#### TASK INSTRUCTIONS
Your reply should hold exactly the lines from the one that contains "for rating in" through the end of the data. Repeat them word for word.

#### TASK INPUTS
++++

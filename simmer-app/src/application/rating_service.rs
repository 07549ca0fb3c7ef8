use crate::domain::RatingStatistics;
use crate::infrastructure::db::entities::rating;
use crate::infrastructure::db::{RatingRepository, RecipeRepository};
use simmer_errors::AppError;
use std::collections::{BTreeMap, HashMap};

/// Recipes need at least this many ratings to appear in the top-rated
/// sample.
pub const MIN_RATINGS_FOR_TOP_SAMPLE: u64 = 5;

/// Single source of truth for a recipe's aggregate rating state. Statistics
/// are recomputed from the raw rating rows on every read instead of being
/// kept as counters, so they can never drift from the persisted ratings.
pub struct RatingService {
    ratings: RatingRepository,
    recipes: RecipeRepository,
}

impl RatingService {
    pub fn new(ratings: RatingRepository, recipes: RecipeRepository) -> Self {
        Self { ratings, recipes }
    }

    /// Create the rating for (recipe, user), or overwrite its value and
    /// timestamp if one already exists. Self-rating is not re-checked here;
    /// user-facing callers go through [`Self::can_user_rate_recipe`] first,
    /// which keeps this write path usable for administrative overrides.
    pub async fn add_or_update_rating(
        &self,
        recipe_id: i32,
        user_id: &str,
        value: i32,
    ) -> Result<rating::Model, AppError> {
        if !(1..=5).contains(&value) {
            return Err(AppError::InvalidRatingValue(value));
        }
        if user_id.trim().is_empty() {
            return Err(AppError::MissingUserId);
        }
        if recipe_id <= 0 {
            return Err(AppError::InvalidRecipeId(recipe_id));
        }
        if !self.recipes.exists(recipe_id).await? {
            return Err(AppError::RecipeNotFound(recipe_id));
        }

        tracing::info!(recipe_id, user_id, value, "adding or updating rating");
        Ok(self.ratings.upsert(recipe_id, user_id, value).await?)
    }

    /// Eligibility check for end-user rating paths. Never raises: an empty
    /// user id, a missing recipe, the recipe's own author, or a gateway
    /// failure all answer false.
    pub async fn can_user_rate_recipe(&self, recipe_id: i32, user_id: &str) -> bool {
        if user_id.trim().is_empty() {
            return false;
        }
        match self.recipes.find_by_id(recipe_id).await {
            Ok(Some(recipe)) => recipe.author_id != user_id,
            Ok(None) => false,
            Err(err) => {
                tracing::error!(error = %err, recipe_id, "rating eligibility check failed");
                false
            }
        }
    }

    /// True if a matching rating existed and was deleted; false when there
    /// was nothing to remove.
    pub async fn remove_rating(&self, recipe_id: i32, user_id: &str) -> Result<bool, AppError> {
        let removed = self
            .ratings
            .delete_by_recipe_and_user(recipe_id, user_id)
            .await?;
        if removed {
            tracing::info!(recipe_id, user_id, "rating removed");
        }
        Ok(removed)
    }

    /// Mean rating rounded to one decimal place; 0.0 for an unrated recipe.
    /// Statistics reads degrade to defaults on gateway failure so a broken
    /// statistics query never takes down page rendering.
    pub async fn get_average_rating(&self, recipe_id: i32) -> f64 {
        self.statistics_or_default(recipe_id).await.average
    }

    pub async fn get_total_ratings(&self, recipe_id: i32) -> u64 {
        match self.ratings.count_for_recipe(recipe_id).await {
            Ok(count) => count,
            Err(err) => {
                tracing::error!(error = %err, recipe_id, "failed to count ratings");
                0
            }
        }
    }

    /// Star value 1..=5 to count; all five keys always present.
    pub async fn get_rating_distribution(&self, recipe_id: i32) -> BTreeMap<i32, u64> {
        self.statistics_or_default(recipe_id).await.distribution
    }

    pub async fn get_statistics(&self, recipe_id: i32) -> RatingStatistics {
        self.statistics_or_default(recipe_id).await
    }

    pub async fn get_user_rating(&self, recipe_id: i32, user_id: &str) -> Option<rating::Model> {
        if user_id.trim().is_empty() {
            return None;
        }
        match self.ratings.find_by_recipe_and_user(recipe_id, user_id).await {
            Ok(rating) => rating,
            Err(err) => {
                tracing::error!(error = %err, recipe_id, user_id, "failed to look up user rating");
                None
            }
        }
    }

    pub async fn has_user_rated(&self, recipe_id: i32, user_id: &str) -> bool {
        self.get_user_rating(recipe_id, user_id).await.is_some()
    }

    /// All ratings for a recipe, newest first.
    pub async fn list_ratings(&self, recipe_id: i32) -> Vec<rating::Model> {
        match self.ratings.list_for_recipe(recipe_id).await {
            Ok(ratings) => ratings,
            Err(err) => {
                tracing::error!(error = %err, recipe_id, "failed to list ratings");
                Vec::new()
            }
        }
    }

    /// One representative (newest) rating per recipe that has at least
    /// [`MIN_RATINGS_FOR_TOP_SAMPLE`] ratings, ordered by average rating
    /// descending then rating count descending. Reporting path only.
    pub async fn top_rated_sample(&self, count: usize) -> Vec<rating::Model> {
        let all = match self.ratings.find_all().await {
            Ok(ratings) => ratings,
            Err(err) => {
                tracing::error!(error = %err, "failed to load ratings for top-rated sample");
                return Vec::new();
            }
        };

        // find_all is newest-first, so the first rating seen per recipe is
        // the representative.
        let mut groups: HashMap<i32, (Vec<i32>, rating::Model)> = HashMap::new();
        for rating in all {
            match groups.entry(rating.recipe_id) {
                std::collections::hash_map::Entry::Occupied(mut entry) => {
                    entry.get_mut().0.push(rating.value);
                }
                std::collections::hash_map::Entry::Vacant(entry) => {
                    let value = rating.value;
                    entry.insert((vec![value], rating));
                }
            }
        }

        let mut ranked: Vec<(f64, usize, rating::Model)> = groups
            .into_values()
            .filter(|(values, _)| values.len() as u64 >= MIN_RATINGS_FOR_TOP_SAMPLE)
            .map(|(values, representative)| {
                let sum: i64 = values.iter().map(|&v| i64::from(v)).sum();
                let mean = sum as f64 / values.len() as f64;
                (mean, values.len(), representative)
            })
            .collect();

        ranked.sort_by(|a, b| {
            b.0.partial_cmp(&a.0)
                .unwrap_or(std::cmp::Ordering::Equal)
                .then(b.1.cmp(&a.1))
        });

        ranked
            .into_iter()
            .take(count)
            .map(|(_, _, representative)| representative)
            .collect()
    }

    async fn statistics_or_default(&self, recipe_id: i32) -> RatingStatistics {
        match self.ratings.values_for_recipe(recipe_id).await {
            Ok(values) => RatingStatistics::from_values(&values),
            Err(err) => {
                tracing::error!(error = %err, recipe_id, "failed to compute rating statistics");
                RatingStatistics::empty()
            }
        }
    }
}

++++

#### ANSWER AREA
        for rating in all {
            match groups.entry(rating.recipe_id) {
                std::collections::hash_map::Entry::Occupied(mut entry) => {
                    entry.get_mut().0.push(rating.value);
                }
                std::collections::hash_map::Entry::Vacant(entry) => {
                    let value = rating.value;
                    entry.insert((vec![value], rating));
                }
            }
        }

        let mut ranked: Vec<(f64, usize, rating::Model)> = groups
            .into_values()
            .filter(|(values, _)| values.len() as u64 >= MIN_RATINGS_FOR_TOP_SAMPLE)
            .map(|(values, representative)| {
                let sum: i64 = values.iter().map(|&v| i64::from(v)).sum();
                let mean = sum as f64 / values.len() as f64;
                (mean, values.len(), representative)
            })
            .collect();

        ranked.sort_by(|a, b| {
            b.0.partial_cmp(&a.0)
                .unwrap_or(std::cmp::Ordering::Equal)
                .then(b.1.cmp(&a.1))
        });

        ranked
            .into_iter()
            .take(count)
            .map(|(_, _, representative)| representative)
            .collect()
    }

    async fn statistics_or_default(&self, recipe_id: i32) -> RatingStatistics {
        match self.ratings.values_for_recipe(recipe_id).await {
            Ok(values) => RatingStatistics::from_values(&values),
            Err(err) => {
                tracing::error!(error = %err, recipe_id, "failed to compute rating statistics");
                RatingStatistics::empty()
            }
        }
    }
}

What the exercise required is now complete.